For The New York Times, however, Tenet's move raised as many question as it answered.
"Now the American people need to know how the accusation got into the speech in the first place, and whether it was put there with an intent to deceive the nation. The White House has a lot of explaining to do," a Times editorial said.
Questions about the uranium allegation resurfaced last weekend on the eve of Bush's trip to Africa and with the printing in the Times of an opinion piece by a US diplomat sent to Niger by the CIA to investigate a report that it had sold uranium yellowcake to Iraq.
The diplomat reported back his conclusion that "it was highly doubtful that any such transaction had ever taken place" and went on to conclude: "Based on my experience with the administration in the months leading up to the war, I have little choice but to conclude that some of the intelligence related to Iraq's nuclear weapons program was twisted to exaggerate the Iraqi threat."
A poll released Saturday by the Washington Post newspaper and US television network ABC showed Bush's popularity taking a battering.
More than half of those polled said that the number of US troops being killed and injured daily in Iraq was unacceptable, while Bush's personal approval rating fell from 68 percent three weeks ago to 59.
Fully 50 percent of polled Americans said they thought the Bush administration "intentionally exaggerated its evidence that Iraq had weapons of mass destruction." Forty-six percent thought it did not.
Questions over the drama dogged Bush on his Africa trip. As aides struggled to contain the growing political storm, Bush insisted the CIA had cleared the speech delivered to Congress in January as the administration laid down the rationale for war to disarm Saddam Hussein.

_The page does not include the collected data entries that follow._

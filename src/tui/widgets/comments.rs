use ratatui::layout::{Constraint, Layout, Rect};
use ratatui::style::{Modifier, Style};
use ratatui::text::{Line, Span};
use ratatui::widgets::{Block, Borders, Paragraph, Wrap};
use ratatui::Frame;

use crate::models::{Comment, Task};
use crate::tui::widgets::color::parse_color;
use crate::tui::widgets::input::{render_input, InputField};
use crate::Config;

/// Comment thread for the selected task. With `input` set, a text box for a
/// new comment is drawn along the bottom.
pub fn render_comments(
    f: &mut Frame,
    area: Rect,
    task: Option<&Task>,
    comments: &[&Comment],
    input: Option<&InputField>,
    config: &Config,
) {
    let active_theme = config.get_active_theme();
    let fg_color = parse_color(&active_theme.fg);
    let accent = parse_color(&active_theme.accent);

    // The input always gets its three rows; the thread takes what is left
    let (thread_area, input_area) = match input {
        Some(_) => {
            let [thread, input] = Layout::vertical([Constraint::Min(0), Constraint::Length(3)]).areas(area);
            (thread, Some(input))
        }
        None => (area, None),
    };

    let title = match task {
        Some(task) => format!("Comments: {} ({})", task.text, comments.len()),
        None => "Comments".to_string(),
    };

    let lines: Vec<Line> = match task {
        None => vec![Line::from("Select a task to see its comments")],
        Some(_) if comments.is_empty() => vec![Line::from(Span::styled(
            "No comments yet",
            Style::default().fg(fg_color).add_modifier(Modifier::ITALIC),
        ))],
        Some(_) => comments.iter().map(|c| comment_line(c, accent)).collect(),
    };

    // Keep the newest comments in view
    let inner_height = thread_area.height.saturating_sub(2) as usize;
    let scroll = lines.len().saturating_sub(inner_height) as u16;

    let paragraph = Paragraph::new(lines)
        .block(Block::default().borders(Borders::ALL).title(title))
        .style(Style::default().fg(fg_color))
        .wrap(Wrap { trim: true })
        .scroll((scroll, 0));
    f.render_widget(paragraph, thread_area);

    if let (Some(input), Some(input_area)) = (input, input_area) {
        render_input(f, input_area, "New comment (Enter to post, Esc to close)", input, true, config);
    }
}

fn comment_line(comment: &Comment, accent: ratatui::style::Color) -> Line<'static> {
    let mut spans = Vec::new();
    if let Some(when) = comment.created_at.as_deref() {
        spans.push(Span::raw(format!("{} ", short_timestamp(when))));
    }
    spans.push(Span::styled(
        format!("{}: ", comment.user_name),
        Style::default().fg(accent).add_modifier(Modifier::BOLD),
    ));
    spans.push(Span::raw(comment.content.clone()));
    Line::from(spans)
}

/// "2024-05-01T12:34:56.789Z" -> "2024-05-01 12:34"
fn short_timestamp(ts: &str) -> String {
    match chrono::DateTime::parse_from_rfc3339(ts) {
        Ok(dt) => dt.with_timezone(&chrono::Local).format("%Y-%m-%d %H:%M").to_string(),
        Err(_) => ts.to_string(),
    }
}

#[cfg(test)]
mod tests {
    use super::*;

    use ratatui::backend::TestBackend;
    use ratatui::Terminal;

    fn draw_comments(height: u16, input: Option<&InputField>) -> String {
        let task = Task { id: 1, user_id: 1, text: "plan".into(), completed: false, created_at: None };
        let mut terminal = Terminal::new(TestBackend::new(60, height)).unwrap();
        terminal
            .draw(|f| render_comments(f, f.area(), Some(&task), &[], input, &Config::default()))
            .unwrap();
        terminal.backend().buffer().content().iter().map(|cell| cell.symbol()).collect()
    }

    #[test]
    fn test_input_is_drawn_in_a_short_panel() {
        let mut input = InputField::new();
        input.insert_char('h');
        let screen = draw_comments(4, Some(&input));
        assert!(screen.contains("New comment"));
    }

    #[test]
    fn test_thread_without_input() {
        let screen = draw_comments(6, None);
        assert!(screen.contains("No comments yet"));
        assert!(!screen.contains("New comment"));
    }

    #[test]
    fn test_short_timestamp_passes_through_unparseable() {
        assert_eq!(short_timestamp("yesterday"), "yesterday");
        assert_eq!(short_timestamp("2024-05-01T12:34:56Z").len(), "2024-05-01 12:34".len());
    }
}
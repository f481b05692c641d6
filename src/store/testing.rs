use std::cell::Cell;
use std::rc::Rc;

use crate::config::Backend;
use crate::models::{Comment, NewComment, NewTask, NewUser, Task, User};
use crate::store::{MemoryStore, Store, StoreError};

/// Memory store that fails every call while its switch is on
pub struct FlakyStore {
    inner: MemoryStore,
    offline: Rc<Cell<bool>>,
}

impl FlakyStore {
    /// The store plus the switch that takes it offline
    pub fn new() -> (Self, Rc<Cell<bool>>) {
        let offline = Rc::new(Cell::new(false));
        let store = Self {
            inner: MemoryStore::new(),
            offline: Rc::clone(&offline),
        };
        (store, offline)
    }

    fn check(&self) -> Result<(), StoreError> {
        if self.offline.get() {
            return Err(StoreError::Io(std::io::Error::new(
                std::io::ErrorKind::TimedOut,
                "service unreachable",
            )));
        }
        Ok(())
    }
}

impl Store for FlakyStore {
    fn backend(&self) -> Backend {
        Backend::Hosted
    }

    fn list_users(&self) -> Result<Vec<User>, StoreError> {
        self.check()?;
        self.inner.list_users()
    }

    fn get_user(&self, id: i64) -> Result<Option<User>, StoreError> {
        self.check()?;
        self.inner.get_user(id)
    }

    fn insert_user(&mut self, user: NewUser) -> Result<User, StoreError> {
        self.check()?;
        self.inner.insert_user(user)
    }

    fn list_tasks(&self, user_id: i64) -> Result<Vec<Task>, StoreError> {
        self.check()?;
        self.inner.list_tasks(user_id)
    }

    fn insert_task(&mut self, task: NewTask) -> Result<Task, StoreError> {
        self.check()?;
        self.inner.insert_task(task)
    }

    fn set_task_completed(&mut self, id: i64, completed: bool) -> Result<Task, StoreError> {
        self.check()?;
        self.inner.set_task_completed(id, completed)
    }

    fn delete_task(&mut self, id: i64) -> Result<(), StoreError> {
        self.check()?;
        self.inner.delete_task(id)
    }

    fn list_comments(&self, task_ids: &[i64]) -> Result<Vec<Comment>, StoreError> {
        self.check()?;
        self.inner.list_comments(task_ids)
    }

    fn insert_comment(&mut self, comment: NewComment) -> Result<Comment, StoreError> {
        self.check()?;
        self.inner.insert_comment(comment)
    }

    fn load_session(&self) -> Result<Option<i64>, StoreError> {
        self.check()?;
        self.inner.load_session()
    }

    fn save_session(&mut self, user_id: Option<i64>) -> Result<(), StoreError> {
        self.check()?;
        self.inner.save_session(user_id)
    }
}
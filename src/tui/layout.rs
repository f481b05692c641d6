use ratatui::layout::{Constraint, Direction, Layout as RatLayout, Rect};

pub struct Layout {
    pub inner_area: Rect, // Area inside the outer border
    pub header_area: Rect,
    pub todo_area: Rect,
    pub done_area: Rect,
    pub comments_area: Rect,
    pub status_area: Rect,
}

impl Layout {
    /// Minimum terminal dimensions required for the application
    /// Width: 40 columns fits two 20-column task lists side by side
    /// Height: 12 lines (1 header + 5 columns + 4 comments + 1 status + 1 buffer)
    pub const MIN_WIDTH: u16 = 40;
    pub const MIN_HEIGHT: u16 = 12;

    pub fn calculate(size: Rect) -> Self {
        let min_width_with_border = Self::MIN_WIDTH + 2;
        let min_height_with_border = Self::MIN_HEIGHT + 2;
        let width = size.width.max(min_width_with_border);
        let height = size.height.max(min_height_with_border);
        let size = Rect::new(size.x, size.y, width, height);

        let inner_area = Rect::new(
            size.x + 1,
            size.y + 1,
            size.width.saturating_sub(2),
            size.height.saturating_sub(2),
        );

        // Comments take a third of the content, the columns the rest
        let vertical = RatLayout::default()
            .direction(Direction::Vertical)
            .constraints([
                Constraint::Length(1),        // Header
                Constraint::Percentage(65),   // Columns
                Constraint::Min(4),           // Comments
                Constraint::Length(1),        // Status
            ])
            .split(inner_area);

        let columns = RatLayout::default()
            .direction(Direction::Horizontal)
            .constraints([Constraint::Percentage(50), Constraint::Percentage(50)])
            .split(vertical[1]);

        Self {
            inner_area,
            header_area: vertical[0],
            todo_area: columns[0],
            done_area: columns[1],
            comments_area: vertical[2],
            status_area: vertical[3],
        }
    }
}
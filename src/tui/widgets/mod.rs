pub mod alert;
pub mod color;
pub mod column;
pub mod comments;
pub mod confirm_delete;
pub mod help;
pub mod input;
pub mod login;
pub mod status_bar;

use ratatui::layout::{Constraint, Flex, Layout, Rect};

/// Centered rect covering the given percentage of `area`
/// Based on ratatui popup example: https://ratatui.rs/examples/apps/popup/
pub fn popup_area(area: Rect, percent_x: u16, percent_y: u16) -> Rect {
    let vertical = Layout::vertical([Constraint::Percentage(percent_y)]).flex(Flex::Center);
    let horizontal = Layout::horizontal([Constraint::Percentage(percent_x)]).flex(Flex::Center);
    let [area] = vertical.areas(area);
    let [area] = horizontal.areas(area);
    area
}

/// Centered rect with a fixed height, for single-line prompts
pub fn popup_area_fixed_height(area: Rect, percent_x: u16, height: u16) -> Rect {
    let vertical = Layout::vertical([Constraint::Length(height.min(area.height))]).flex(Flex::Center);
    let horizontal = Layout::horizontal([Constraint::Percentage(percent_x)]).flex(Flex::Center);
    let [area] = vertical.areas(area);
    let [area] = horizontal.areas(area);
    area
}

/// Cut `text` to `max_width` chars, marking the cut with "..."
pub fn truncate(text: &str, max_width: usize) -> String {
    if text.chars().count() <= max_width {
        return text.to_string();
    }
    text.chars().take(max_width.saturating_sub(3)).collect::<String>() + "..."
}
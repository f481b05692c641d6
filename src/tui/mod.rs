pub mod app;
pub mod error;
pub mod events;
pub mod layout;
pub mod render;
pub mod widgets;

pub use app::{App, Mode};
pub use error::TuiError;
pub use events::{handle_key_event, run_event_loop};
pub use layout::Layout;
pub use render::render;
use ratatui::layout::{Alignment, Rect};
use ratatui::style::Style;
use ratatui::widgets::{Block, Borders, Clear, Paragraph};
use ratatui::Frame;

use crate::tui::widgets::color::parse_color;
use crate::tui::widgets::popup_area;
use crate::utils::format_key_binding_for_display as key;
use crate::Config;

pub fn render_help(f: &mut Frame, area: Rect, config: &Config) {
    let active_theme = config.get_active_theme();
    let fg_color = parse_color(&active_theme.fg);
    let bg_color = parse_color(&active_theme.bg);

    let popup_area = popup_area(area, 60, 70);
    f.render_widget(Clear, popup_area);

    let paragraph = Paragraph::new(build_help_text(config))
        .block(Block::default()
            .borders(Borders::ALL)
            .title("Help - Key Bindings")
            .title_alignment(Alignment::Center)
            .style(Style::default().fg(fg_color).bg(bg_color)))
        .style(Style::default().fg(fg_color).bg(bg_color))
        .wrap(ratatui::widgets::Wrap { trim: true });

    f.render_widget(paragraph, popup_area);
}

fn build_help_text(config: &Config) -> String {
    let kb = &config.key_bindings;
    let mut text = String::new();

    text.push_str("Login:\n");
    text.push_str(&format!("  ↑/↓ or {} / {}: Choose user\n", key(&kb.list_up), key(&kb.list_down)));
    text.push_str("  Enter: Log in\n");
    text.push_str(&format!("  Tab or {}: Register a new user\n", key(&kb.new)));
    text.push('\n');

    text.push_str("Board:\n");
    text.push_str(&format!("  {} / {}: Move within a column\n", key(&kb.list_up), key(&kb.list_down)));
    text.push_str(&format!("  {} / {}: Switch column\n", key(&kb.column_left), key(&kb.column_right)));
    text.push_str(&format!("  {}: Add task\n", key(&kb.new)));
    text.push_str(&format!("  {}: Move task to the other column\n", key(&kb.toggle)));
    text.push_str(&format!("  {}: Pick up / drop task\n", key(&kb.grab)));
    text.push_str(&format!("  {}: Delete task\n", key(&kb.delete)));
    text.push_str(&format!("  {}: Comment on task\n", key(&kb.comments)));
    text.push_str(&format!("  {}: Reload from storage\n", key(&kb.refresh)));
    text.push_str(&format!("  {}: Log out\n", key(&kb.logout)));
    text.push('\n');

    text.push_str("Moving a task:\n");
    text.push_str(&format!("  {} picks it up, {} / {} carry it,\n", key(&kb.grab), key(&kb.column_left), key(&kb.column_right)));
    text.push_str(&format!("  {} or Enter drops it, Esc puts it back\n", key(&kb.grab)));
    text.push('\n');

    text.push_str("General:\n");
    text.push_str(&format!("  {}: Quit\n", key(&kb.quit)));
    text.push_str(&format!("  {}: Show/hide help\n", key(&kb.help)));

    text
}
use serde::{Deserialize, Serialize};

use crate::config::Backend;
use crate::models::{Comment, NewComment, NewTask, NewUser, Task, User};
use crate::store::{Store, StoreError};

/// The four slices of board state kept by the local backends.
///
/// Field names match the keys the browser-storage variant wrote, so an
/// exported document loads unchanged.
#[derive(Debug, Clone, Default, PartialEq, Eq, Serialize, Deserialize)]
pub struct BoardData {
    #[serde(default)]
    pub users: Vec<User>,
    #[serde(default, rename = "currentUserId")]
    pub current_user_id: Option<i64>,
    #[serde(default)]
    pub tasks: Vec<Task>,
    #[serde(default)]
    pub comments: Vec<Comment>,
}

impl BoardData {
    // Ids are one past the largest id in use, so two inserts in the same
    // instant never collide.
    fn next_user_id(&self) -> i64 {
        self.users.iter().map(|u| u.id).max().unwrap_or(0) + 1
    }

    fn next_task_id(&self) -> i64 {
        self.tasks.iter().map(|t| t.id).max().unwrap_or(0) + 1
    }

    fn next_comment_id(&self) -> i64 {
        self.comments.iter().map(|c| c.id).max().unwrap_or(0) + 1
    }

    pub fn list_users(&self) -> Vec<User> {
        let mut users = self.users.clone();
        users.sort_by_key(|u| u.id);
        users
    }

    pub fn get_user(&self, id: i64) -> Option<User> {
        self.users.iter().find(|u| u.id == id).cloned()
    }

    pub fn insert_user(&mut self, user: NewUser) -> User {
        let user = User::from_new(self.next_user_id(), user);
        self.users.push(user.clone());
        user
    }

    pub fn list_tasks(&self, user_id: i64) -> Vec<Task> {
        let mut tasks: Vec<Task> = self
            .tasks
            .iter()
            .filter(|t| t.user_id == user_id)
            .cloned()
            .collect();
        tasks.sort_by_key(|t| t.id);
        tasks
    }

    pub fn insert_task(&mut self, task: NewTask) -> Task {
        let task = Task::from_new(self.next_task_id(), task);
        self.tasks.push(task.clone());
        task
    }

    pub fn set_task_completed(&mut self, id: i64, completed: bool) -> Result<Task, StoreError> {
        let task = self
            .tasks
            .iter_mut()
            .find(|t| t.id == id)
            .ok_or(StoreError::NotFound { entity: "Task", id })?;
        task.completed = completed;
        Ok(task.clone())
    }

    /// Removes the task and its comments. Nothing cascades here, so the
    /// comments go explicitly.
    pub fn delete_task(&mut self, id: i64) {
        self.tasks.retain(|t| t.id != id);
        self.comments.retain(|c| c.task_id != id);
    }

    pub fn list_comments(&self, task_ids: &[i64]) -> Vec<Comment> {
        let mut comments: Vec<Comment> = self
            .comments
            .iter()
            .filter(|c| task_ids.contains(&c.task_id))
            .cloned()
            .collect();
        comments.sort_by_key(|c| c.id);
        comments
    }

    pub fn insert_comment(&mut self, comment: NewComment) -> Comment {
        let comment = Comment::from_new(self.next_comment_id(), comment);
        self.comments.push(comment.clone());
        comment
    }
}

/// Board state held only in process memory; everything is gone on exit.
#[derive(Debug, Default)]
pub struct MemoryStore {
    data: BoardData,
}

impl MemoryStore {
    pub fn new() -> Self {
        Self::default()
    }

    pub fn with_data(data: BoardData) -> Self {
        Self { data }
    }

    pub fn data(&self) -> &BoardData {
        &self.data
    }
}

impl Store for MemoryStore {
    fn backend(&self) -> Backend {
        Backend::Memory
    }

    fn list_users(&self) -> Result<Vec<User>, StoreError> {
        Ok(self.data.list_users())
    }

    fn get_user(&self, id: i64) -> Result<Option<User>, StoreError> {
        Ok(self.data.get_user(id))
    }

    fn insert_user(&mut self, user: NewUser) -> Result<User, StoreError> {
        Ok(self.data.insert_user(user))
    }

    fn list_tasks(&self, user_id: i64) -> Result<Vec<Task>, StoreError> {
        Ok(self.data.list_tasks(user_id))
    }

    fn insert_task(&mut self, task: NewTask) -> Result<Task, StoreError> {
        Ok(self.data.insert_task(task))
    }

    fn set_task_completed(&mut self, id: i64, completed: bool) -> Result<Task, StoreError> {
        self.data.set_task_completed(id, completed)
    }

    fn delete_task(&mut self, id: i64) -> Result<(), StoreError> {
        self.data.delete_task(id);
        Ok(())
    }

    fn list_comments(&self, task_ids: &[i64]) -> Result<Vec<Comment>, StoreError> {
        Ok(self.data.list_comments(task_ids))
    }

    fn insert_comment(&mut self, comment: NewComment) -> Result<Comment, StoreError> {
        Ok(self.data.insert_comment(comment))
    }

    fn load_session(&self) -> Result<Option<i64>, StoreError> {
        Ok(self.data.current_user_id)
    }

    fn save_session(&mut self, user_id: Option<i64>) -> Result<(), StoreError> {
        self.data.current_user_id = user_id;
        Ok(())
    }
}
#[cfg(test)]
mod tests {
    use super::*;
    use crate::store::testing::FlakyStore;
    use crate::store::{LocalStore, MemoryStore, SqliteStore};

    fn board_with_user() -> Board {
        let mut board = Board::new(Box::new(MemoryStore::new()));
        board.start().unwrap();
        board.register("Ann", "ann@example.com").unwrap();
        board
    }

    #[test]
    fn test_starts_on_login_screen() {
        let mut board = Board::new(Box::new(MemoryStore::new()));
        assert_eq!(board.screen(), Screen::Loading);
        board.start().unwrap();
        assert_eq!(board.screen(), Screen::Login);
    }

    #[test]
    fn test_register_requires_name_and_email() {
        let mut board = Board::new(Box::new(MemoryStore::new()));
        board.start().unwrap();
        assert!(matches!(board.register("  ", "a@b.c"), Err(BoardError::Validation(_))));
        assert!(matches!(board.register("Ann", ""), Err(BoardError::Validation(_))));
        assert!(board.users().is_empty());
        assert!(board.current_user().is_none());
    }

    #[test]
    fn test_register_logs_in() {
        let board = board_with_user();
        assert_eq!(board.screen(), Screen::Board);
        assert_eq!(board.current_user().map(|u| u.name.as_str()), Some("Ann"));
        assert_eq!(board.users().len(), 1);
    }

    #[test]
    fn test_login_without_selection_fails() {
        let mut board = board_with_user();
        board.logout().unwrap();
        assert!(matches!(board.login(None), Err(BoardError::NoUserSelected)));
        assert!(matches!(board.login(Some(99)), Err(BoardError::UnknownUser(99))));
        assert_eq!(board.screen(), Screen::Login);
    }

    #[test]
    fn test_blank_task_is_ignored() {
        let mut board = board_with_user();
        assert!(board.add_task("   ").unwrap().is_none());
        assert!(board.add_task("").unwrap().is_none());
        assert!(board.tasks().is_empty());
    }

    #[test]
    fn test_add_task_while_logged_out_is_ignored() {
        let mut board = board_with_user();
        board.logout().unwrap();
        assert!(board.add_task("x").unwrap().is_none());
        assert!(board.tasks().is_empty());
    }

    #[test]
    fn test_add_task_owned_by_current_user() {
        let mut board = board_with_user();
        let owner = board.current_user().unwrap().id;
        let task = board.add_task("  x  ").unwrap().unwrap();
        assert_eq!(task.text, "x");
        assert!(!task.completed);
        assert_eq!(task.user_id, owner);
        assert_eq!(board.tasks_in(Column::Todo).len(), 1);
    }

    #[test]
    fn test_toggle_twice_restores_state() {
        let mut board = board_with_user();
        let task = board.add_task("flip").unwrap().unwrap();
        assert!(board.toggle_task(task.id).unwrap().completed);
        assert!(!board.toggle_task(task.id).unwrap().completed);
        assert!(!board.task(task.id).unwrap().completed);
    }

    #[test]
    fn test_drop_on_same_column_is_noop() {
        let mut board = board_with_user();
        let task = board.add_task("move me").unwrap().unwrap();
        assert!(!board.drop_task(task.id, false).unwrap());
        assert!(board.drop_task(task.id, true).unwrap());
        assert!(!board.drop_task(task.id, true).unwrap());
        assert_eq!(board.tasks_in(Column::Done).len(), 1);
    }

    #[test]
    fn test_delete_task_leaves_no_orphan_comments() {
        let mut board = board_with_user();
        let keep = board.add_task("keep").unwrap().unwrap();
        let gone = board.add_task("gone").unwrap().unwrap();
        board.add_comment(keep.id, "stays").unwrap();
        board.add_comment(gone.id, "goes").unwrap();
        board.add_comment(gone.id, "goes too").unwrap();

        board.delete_task(gone.id).unwrap();

        assert!(board.task(gone.id).is_none());
        assert!(board.comments().iter().all(|c| c.task_id != gone.id));
        assert_eq!(board.comments_for(keep.id).len(), 1);
    }

    #[test]
    fn test_comment_attributed_to_current_user() {
        let mut board = board_with_user();
        let task = board.add_task("discuss").unwrap().unwrap();
        let comment = board.add_comment(task.id, "looks good").unwrap().unwrap();
        assert_eq!(comment.user_name, "Ann");
        assert_eq!(comment.user_id, board.current_user().unwrap().id);
        assert!(board.add_comment(task.id, "  ").unwrap().is_none());
        assert_eq!(board.comments_for(task.id).len(), 1);
    }

    #[test]
    fn test_duplicate_email_keeps_first_user() {
        let mut board = Board::new(Box::new(SqliteStore::in_memory().unwrap()));
        board.start().unwrap();
        let first = board.register("Ann", "ann@example.com").unwrap();
        board.logout().unwrap();

        let err = board.register("Other", "ann@example.com").unwrap_err();
        assert!(matches!(err, BoardError::DuplicateEmail));
        assert_eq!(board.users(), &[first]);
        assert!(board.current_user().is_none());
    }

    #[test]
    fn test_toggle_unknown_task() {
        let mut board = board_with_user();
        assert!(matches!(
            board.toggle_task(1234),
            Err(BoardError::Store(StoreError::NotFound { id: 1234, .. }))
        ));
    }

    #[test]
    fn test_failed_start_leaves_loading_screen() {
        let (store, offline) = FlakyStore::new();
        offline.set(true);
        let mut board = Board::new(Box::new(store));

        assert!(matches!(board.start(), Err(BoardError::Store(_))));
        assert_eq!(board.screen(), Screen::Login);
        assert!(board.users().is_empty());
    }

    #[test]
    fn test_stale_session_is_cleared() {
        let dir = tempfile::tempdir().unwrap();
        let path = dir.path().join("board.json");
        std::fs::write(
            &path,
            r#"{"users": [{"id": 1, "name": "Ann", "email": "ann@example.com"}], "currentUserId": 9, "tasks": [], "comments": []}"#,
        )
        .unwrap();

        let mut board = Board::new(Box::new(LocalStore::open(&path).unwrap()));
        board.start().unwrap();
        assert_eq!(board.screen(), Screen::Login);
        assert!(board.current_user().is_none());
        assert_eq!(board.users().len(), 1);

        let reopened = LocalStore::open(&path).unwrap();
        assert_eq!(reopened.load_session().unwrap(), None);
    }

    #[test]
    fn test_failed_writes_change_nothing() {
        let (store, offline) = FlakyStore::new();
        let mut board = Board::new(Box::new(store));
        board.start().unwrap();
        board.register("Ann", "ann@example.com").unwrap();
        let task = board.add_task("keep").unwrap().unwrap();
        board.add_comment(task.id, "note").unwrap();

        offline.set(true);
        assert!(board.add_task("lost").is_err());
        assert!(board.toggle_task(task.id).is_err());
        assert!(board.drop_task(task.id, true).is_err());
        assert!(board.add_comment(task.id, "lost").is_err());
        assert!(board.delete_task(task.id).is_err());
        assert!(board.register("Bob", "bob@example.com").is_err());

        assert_eq!(board.tasks().len(), 1);
        assert!(!board.task(task.id).unwrap().completed);
        assert_eq!(board.comments_for(task.id).len(), 1);
        assert_eq!(board.users().len(), 1);
        assert_eq!(board.current_user().map(|u| u.name.as_str()), Some("Ann"));

        offline.set(false);
        board.refresh().unwrap();
        assert_eq!(board.tasks().len(), 1);
        assert_eq!(board.comments().len(), 1);
    }
}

Bush's national Security Advisor Condoleezza Rice told reporters that the address was sent to Tenet for approval.
"Now I can tell you, if the CIA, the Director of Central Intelligence, had said, 'Take this out of the speech,' it would have been gone, without question," she told reporters on Air Force One.
Senior administration officials said that before Rice spoke with the press, she phoned Tenet in Washington but gave no details of the call.